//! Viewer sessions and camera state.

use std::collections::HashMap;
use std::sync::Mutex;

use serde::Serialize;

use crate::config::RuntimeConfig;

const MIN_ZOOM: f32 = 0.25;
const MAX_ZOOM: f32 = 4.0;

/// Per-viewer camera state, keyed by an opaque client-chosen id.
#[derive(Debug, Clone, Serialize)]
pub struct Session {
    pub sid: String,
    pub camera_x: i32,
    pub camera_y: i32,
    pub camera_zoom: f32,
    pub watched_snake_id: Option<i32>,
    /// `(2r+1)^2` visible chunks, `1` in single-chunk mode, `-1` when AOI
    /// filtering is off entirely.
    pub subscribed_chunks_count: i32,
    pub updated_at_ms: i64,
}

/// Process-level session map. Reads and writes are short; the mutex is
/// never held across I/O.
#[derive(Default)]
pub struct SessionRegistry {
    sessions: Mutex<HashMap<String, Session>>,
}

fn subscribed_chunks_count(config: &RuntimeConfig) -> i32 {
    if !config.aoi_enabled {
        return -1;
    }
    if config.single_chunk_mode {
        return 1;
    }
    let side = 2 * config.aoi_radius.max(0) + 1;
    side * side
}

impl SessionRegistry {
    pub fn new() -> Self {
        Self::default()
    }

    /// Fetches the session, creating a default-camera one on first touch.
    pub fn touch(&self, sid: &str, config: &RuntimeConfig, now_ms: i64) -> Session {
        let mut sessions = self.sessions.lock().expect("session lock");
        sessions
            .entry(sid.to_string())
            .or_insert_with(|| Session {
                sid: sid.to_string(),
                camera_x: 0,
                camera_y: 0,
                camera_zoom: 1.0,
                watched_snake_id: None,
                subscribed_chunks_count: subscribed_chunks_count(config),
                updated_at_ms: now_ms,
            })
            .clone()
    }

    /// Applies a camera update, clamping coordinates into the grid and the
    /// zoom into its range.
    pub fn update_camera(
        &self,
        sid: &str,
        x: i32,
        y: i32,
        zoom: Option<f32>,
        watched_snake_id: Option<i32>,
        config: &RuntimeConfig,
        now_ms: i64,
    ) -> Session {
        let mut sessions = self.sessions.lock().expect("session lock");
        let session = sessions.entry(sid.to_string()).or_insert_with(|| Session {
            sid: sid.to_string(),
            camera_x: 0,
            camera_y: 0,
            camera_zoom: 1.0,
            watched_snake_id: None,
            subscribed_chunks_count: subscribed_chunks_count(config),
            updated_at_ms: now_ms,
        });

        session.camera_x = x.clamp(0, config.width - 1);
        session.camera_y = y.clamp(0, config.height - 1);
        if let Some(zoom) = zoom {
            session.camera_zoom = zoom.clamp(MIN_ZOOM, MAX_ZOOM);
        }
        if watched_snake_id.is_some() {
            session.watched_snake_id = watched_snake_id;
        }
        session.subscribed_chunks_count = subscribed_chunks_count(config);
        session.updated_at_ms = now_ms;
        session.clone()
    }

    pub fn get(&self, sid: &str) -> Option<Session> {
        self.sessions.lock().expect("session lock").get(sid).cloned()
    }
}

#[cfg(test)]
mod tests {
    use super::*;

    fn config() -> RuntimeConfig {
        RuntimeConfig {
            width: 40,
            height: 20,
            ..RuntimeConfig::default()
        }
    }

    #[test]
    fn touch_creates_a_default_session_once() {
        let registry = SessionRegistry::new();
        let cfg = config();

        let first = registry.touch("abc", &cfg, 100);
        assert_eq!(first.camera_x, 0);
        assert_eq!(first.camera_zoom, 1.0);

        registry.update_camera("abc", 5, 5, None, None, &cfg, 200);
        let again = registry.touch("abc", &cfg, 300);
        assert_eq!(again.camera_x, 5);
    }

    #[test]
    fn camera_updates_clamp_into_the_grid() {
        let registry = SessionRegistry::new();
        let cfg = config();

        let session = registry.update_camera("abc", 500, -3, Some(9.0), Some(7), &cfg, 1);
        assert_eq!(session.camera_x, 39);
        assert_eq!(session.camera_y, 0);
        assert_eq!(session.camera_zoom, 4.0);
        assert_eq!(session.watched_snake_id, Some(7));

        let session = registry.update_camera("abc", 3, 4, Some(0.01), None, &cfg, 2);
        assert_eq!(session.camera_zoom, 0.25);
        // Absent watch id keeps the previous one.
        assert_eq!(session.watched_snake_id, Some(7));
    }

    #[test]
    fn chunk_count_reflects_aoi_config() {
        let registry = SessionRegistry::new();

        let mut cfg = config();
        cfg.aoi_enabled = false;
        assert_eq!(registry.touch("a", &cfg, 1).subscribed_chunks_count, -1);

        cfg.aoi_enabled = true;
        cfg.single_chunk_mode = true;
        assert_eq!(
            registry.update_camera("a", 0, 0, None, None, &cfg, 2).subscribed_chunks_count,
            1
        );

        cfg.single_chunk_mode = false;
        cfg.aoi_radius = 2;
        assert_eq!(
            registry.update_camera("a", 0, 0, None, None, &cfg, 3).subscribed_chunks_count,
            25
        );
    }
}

• • • •

EXERCISE PROMPT: Write the listing out once more, keeping each word as it is.

REPLY:
//! Viewer sessions and camera state.

use std::collections::HashMap;
use std::sync::Mutex;

use serde::Serialize;

use crate::config::RuntimeConfig;

const MIN_ZOOM: f32 = 0.25;
const MAX_ZOOM: f32 = 4.0;

/// Per-viewer camera state, keyed by an opaque client-chosen id.
#[derive(Debug, Clone, Serialize)]
pub struct Session {
    pub sid: String,
    pub camera_x: i32,
    pub camera_y: i32,
    pub camera_zoom: f32,
    pub watched_snake_id: Option<i32>,
    /// `(2r+1)^2` visible chunks, `1` in single-chunk mode, `-1` when AOI
    /// filtering is off entirely.
    pub subscribed_chunks_count: i32,
    pub updated_at_ms: i64,
}

/// Process-level session map. Reads and writes are short; the mutex is
/// never held across I/O.
#[derive(Default)]
pub struct SessionRegistry {
    sessions: Mutex<HashMap<String, Session>>,
}

fn subscribed_chunks_count(config: &RuntimeConfig) -> i32 {
    if !config.aoi_enabled {
        return -1;
    }
    if config.single_chunk_mode {
        return 1;
    }
    let side = 2 * config.aoi_radius.max(0) + 1;
    side * side
}

impl SessionRegistry {
    pub fn new() -> Self {
        Self::default()
    }

    /// Fetches the session, creating a default-camera one on first touch.
    pub fn touch(&self, sid: &str, config: &RuntimeConfig, now_ms: i64) -> Session {
        let mut sessions = self.sessions.lock().expect("session lock");
        sessions
            .entry(sid.to_string())
            .or_insert_with(|| Session {
                sid: sid.to_string(),
                camera_x: 0,
                camera_y: 0,
                camera_zoom: 1.0,
                watched_snake_id: None,
                subscribed_chunks_count: subscribed_chunks_count(config),
                updated_at_ms: now_ms,
            })
            .clone()
    }

    /// Applies a camera update, clamping coordinates into the grid and the
    /// zoom into its range.
    pub fn update_camera(
        &self,
        sid: &str,
        x: i32,
        y: i32,
        zoom: Option<f32>,
        watched_snake_id: Option<i32>,
        config: &RuntimeConfig,
        now_ms: i64,
    ) -> Session {
        let mut sessions = self.sessions.lock().expect("session lock");
        let session = sessions.entry(sid.to_string()).or_insert_with(|| Session {
            sid: sid.to_string(),
            camera_x: 0,
            camera_y: 0,
            camera_zoom: 1.0,
            watched_snake_id: None,
            subscribed_chunks_count: subscribed_chunks_count(config),
            updated_at_ms: now_ms,
        });

        session.camera_x = x.clamp(0, config.width - 1);
        session.camera_y = y.clamp(0, config.height - 1);
        if let Some(zoom) = zoom {
            session.camera_zoom = zoom.clamp(MIN_ZOOM, MAX_ZOOM);
        }
        if watched_snake_id.is_some() {
            session.watched_snake_id = watched_snake_id;
        }
        session.subscribed_chunks_count = subscribed_chunks_count(config);
        session.updated_at_ms = now_ms;
        session.clone()
    }

    pub fn get(&self, sid: &str) -> Option<Session> {
        self.sessions.lock().expect("session lock").get(sid).cloned()
    }
}

#[cfg(test)]
mod tests {
    use super::*;

    fn config() -> RuntimeConfig {
        RuntimeConfig {
            width: 40,
            height: 20,
            ..RuntimeConfig::default()
        }
    }

    #[test]
    fn touch_creates_a_default_session_once() {
        let registry = SessionRegistry::new();
        let cfg = config();

        let first = registry.touch("abc", &cfg, 100);
        assert_eq!(first.camera_x, 0);
        assert_eq!(first.camera_zoom, 1.0);

        registry.update_camera("abc", 5, 5, None, None, &cfg, 200);
        let again = registry.touch("abc", &cfg, 300);
        assert_eq!(again.camera_x, 5);
    }

    #[test]
    fn camera_updates_clamp_into_the_grid() {
        let registry = SessionRegistry::new();
        let cfg = config();

        let session = registry.update_camera("abc", 500, -3, Some(9.0), Some(7), &cfg, 1);
        assert_eq!(session.camera_x, 39);
        assert_eq!(session.camera_y, 0);
        assert_eq!(session.camera_zoom, 4.0);
        assert_eq!(session.watched_snake_id, Some(7));

        let session = registry.update_camera("abc", 3, 4, Some(0.01), None, &cfg, 2);
        assert_eq!(session.camera_zoom, 0.25);
        // Absent watch id keeps the previous one.
        assert_eq!(session.watched_snake_id, Some(7));
    }

    #[test]
    fn chunk_count_reflects_aoi_config() {
        let registry = SessionRegistry::new();

        let mut cfg = config();
        cfg.aoi_enabled = false;
        assert_eq!(registry.touch("a", &cfg, 1).subscribed_chunks_count, -1);

        cfg.aoi_enabled = true;
        cfg.single_chunk_mode = true;
        assert_eq!(
            registry.update_camera("a", 0, 0, None, None, &cfg, 2).subscribed_chunks_count,
            1
        );

        cfg.single_chunk_mode = false;
        cfg.aoi_radius = 2;
        assert_eq!(
            registry.update_camera("a", 0, 0, None, None, &cfg, 3).subscribed_chunks_count,
            25
        );
    }
}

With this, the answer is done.